Re: [PATCH] Add request_header_add option and [request|reply]_header_* manglers fixes

From: Amos Jeffries <squid3_at_treenet.co.nz>
Date: Sat, 30 Jun 2012 14:45:49 +1200

On 30/06/2012 3:53 a.m., Alex Rousskov wrote:
> On 06/29/2012 01:44 AM, Amos Jeffries wrote:
>
>> Can you please make this use the more flexible (logformat) tokens
>> from format/libformat.la instead? I'm trying to kill off the older
>> token sets and this is adding yet another format tokenizer to keep
>> track of.
> I do share the desire to unify macro parsing and substitution in various
> Squid places (logging, error pages, helpers, and various squid.conf
> options with string values). It will give us a lot more configuration
> power and better code. However, I think that should not be placed as a
> requirement on this feature because:
>
> a) We already have several different pieces of code that do macro
> substitution or implement a similar functionality. It would be best to
> have a dedicated project that will unify all that code, taking into
> consideration all the different code requirements we already have. This
> will be a difficult, sizable project, focusing on internal code
> structure rather than user-facing functionality.

So why add a 5th one? Particulary, a 5th with distinct set of tokens.

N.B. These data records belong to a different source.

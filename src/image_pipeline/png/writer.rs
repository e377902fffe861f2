use std::io::Write;
use crate::image_pipeline::common::error::Result;
use crate::image_pipeline::grid::FilterGrid;

pub trait FilterWriter {
    fn write_png(&self, grid: &FilterGrid, output: &mut dyn Write) -> Result<()>;
}
use chart_volume_scan::image_pipeline::{ScanConfig, VolumeScanPipeline};
use chart_volume_scan::{logger, runner};

use tracing::info;

fn main() {
    logger::init();

    info!("Starting chart_volume_scan...");

    let pipeline = VolumeScanPipeline::new(ScanConfig::default());

    info!("Input: {}", pipeline.config().input_path.display());
    info!(
        "Bottom offset: {}px, red tolerance: {:#x}, blue tolerance: {:#x}",
        pipeline.config().bottom_offset_px,
        pipeline.config().red.tolerance,
        pipeline.config().blue.tolerance
    );

    let code = runner::report_outcome(runner::run(&pipeline), &mut std::io::stdout().lock());
    std::process::exit(code);
}
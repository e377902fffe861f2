//! Common utilities module
//!
//! This module contains shared utilities used across the image pipeline.

pub mod error;

pub use error::{ScanError, Result};
use std::io::Write;
use image::{ExtendedColorType, ImageEncoder};
use image::codecs::png::PngEncoder;
use tracing::debug;
use crate::image_pipeline::common::error::{Result, ScanError};
use crate::image_pipeline::grid::FilterGrid;
use crate::image_pipeline::png::writer::FilterWriter;

pub struct StandardPngWriter;

impl FilterWriter for StandardPngWriter {
    fn write_png(&self, grid: &FilterGrid, output: &mut dyn Write) -> Result<()> {
        debug!("Encoding PNG image: {}x{}", grid.width(), grid.height());

        let mut buffer = Vec::new();

        PngEncoder::new(&mut buffer)
            .write_image(
                grid.buffer().as_raw(),
                grid.width(),
                grid.height(),
                ExtendedColorType::Rgba8,
            )
            .map_err(|e| ScanError::EncodeError(e.to_string()))?;

        output.write_all(&buffer)?;

        debug!("PNG encoding complete, {} bytes", buffer.len());
        Ok(())
    }
}

#[cfg(test)]
mod tests {
    use super::*;
    use crate::image_pipeline::grid::{Bounds, FilterGrid};
    use crate::image_pipeline::loader::{ChartImageReader, ImageCrateReader};
    use crate::image_pipeline::color::ToWide;
    use image::Rgba;

    #[test]
    fn test_round_trip_preserves_pixels() {
        let mut grid = FilterGrid::new(Bounds::from_size(4, 3));
        grid.set(0, 0, Rgba([0xf1, 0x75, 0x72, 0xff]));
        grid.set(3, 2, Rgba([0x00, 0xc0, 0xc5, 0xff]));
        grid.set(1, 1, Rgba([0x12, 0x34, 0x56, 0xff]));

        let dir = tempfile::tempdir().unwrap();
        let path = dir.path().join("round_trip.png");
        let mut file = std::fs::File::create(&path).unwrap();
        StandardPngWriter.write_png(&grid, &mut file).unwrap();
        drop(file);

        let bytes = std::fs::read(&path).unwrap();
        let decoded = ImageCrateReader.read_image(&bytes).unwrap();

        assert_eq!(decoded.bounds(), grid.bounds());
        for (x, y, pixel) in grid.buffer().enumerate_pixels() {
            let read_back = decoded.get(x as i32, y as i32).unwrap();
            assert_eq!(&read_back.to_rgba8(), pixel, "pixel ({x}, {y})");
        }
    }

    #[test]
    fn test_failing_sink_is_io_error() {
        struct BrokenSink;

        impl Write for BrokenSink {
            fn write(&mut self, _buf: &[u8]) -> std::io::Result<usize> {
                Err(std::io::Error::other("sink closed"))
            }

            fn flush(&mut self) -> std::io::Result<()> {
                Ok(())
            }
        }

        let grid = FilterGrid::new(Bounds::from_size(2, 2));
        let result = StandardPngWriter.write_png(&grid, &mut BrokenSink);
        assert!(matches!(result, Err(ScanError::IoError(_))));
    }
}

There is a dedicated project to unify the tokenizers. It produced
libformat.la. I'm just asking for that project not to be undermined by
new code. We are already going to have to create special
backward-compatible parsing for ssl_crtd and external_acl_type formats.

I *don't* mind, a _temporary_ new tokeniser using the libformat token
set (for the cert details) as long as there are serious plans to update
it to libformat without loading me with more work.

>
> b) Unifying various macro substitution pieces is likely to require
> adjusting options syntax and possibly renaming some of the existing
> macros. Discussing the best ways to do that will take time (especially
> since those syntax discussions are not tied to any specific function),
> and the final changes are likely to go way beyond this patch scope.

Nope.
Just an array of token-X maps to enum-Y for each unique token set inside
libformat.

Config dumps then auto-upgrade to the new sahared token format. And old
configs get warnings about changed tokens.
Naturally I would like to minimize the number of poeple who install new
feature then immediately get told its obsolete AND the number of token
map arrays that have to be created.

>
> c) It would be easier to port this new feature to older releases (I
> believe we even have a patch for v3.0) when it does not depend on newer
> unified substitution/formatting code. Once backported, the new code in
> trunk (and v3.2?) can go its own way, merging with other formatting
> code, etc.
>
> d) IIRC, the formatting code you ask us to reuse may not have access to
> some of the information we need to substitute these macros (because we
> currently do not log that information). In other words, the existing API
> cannot be reused as is and may require significant modifications on its
> own before it can be fully reused.
>
> Would it be OK to require those unification changes as a follow-up project?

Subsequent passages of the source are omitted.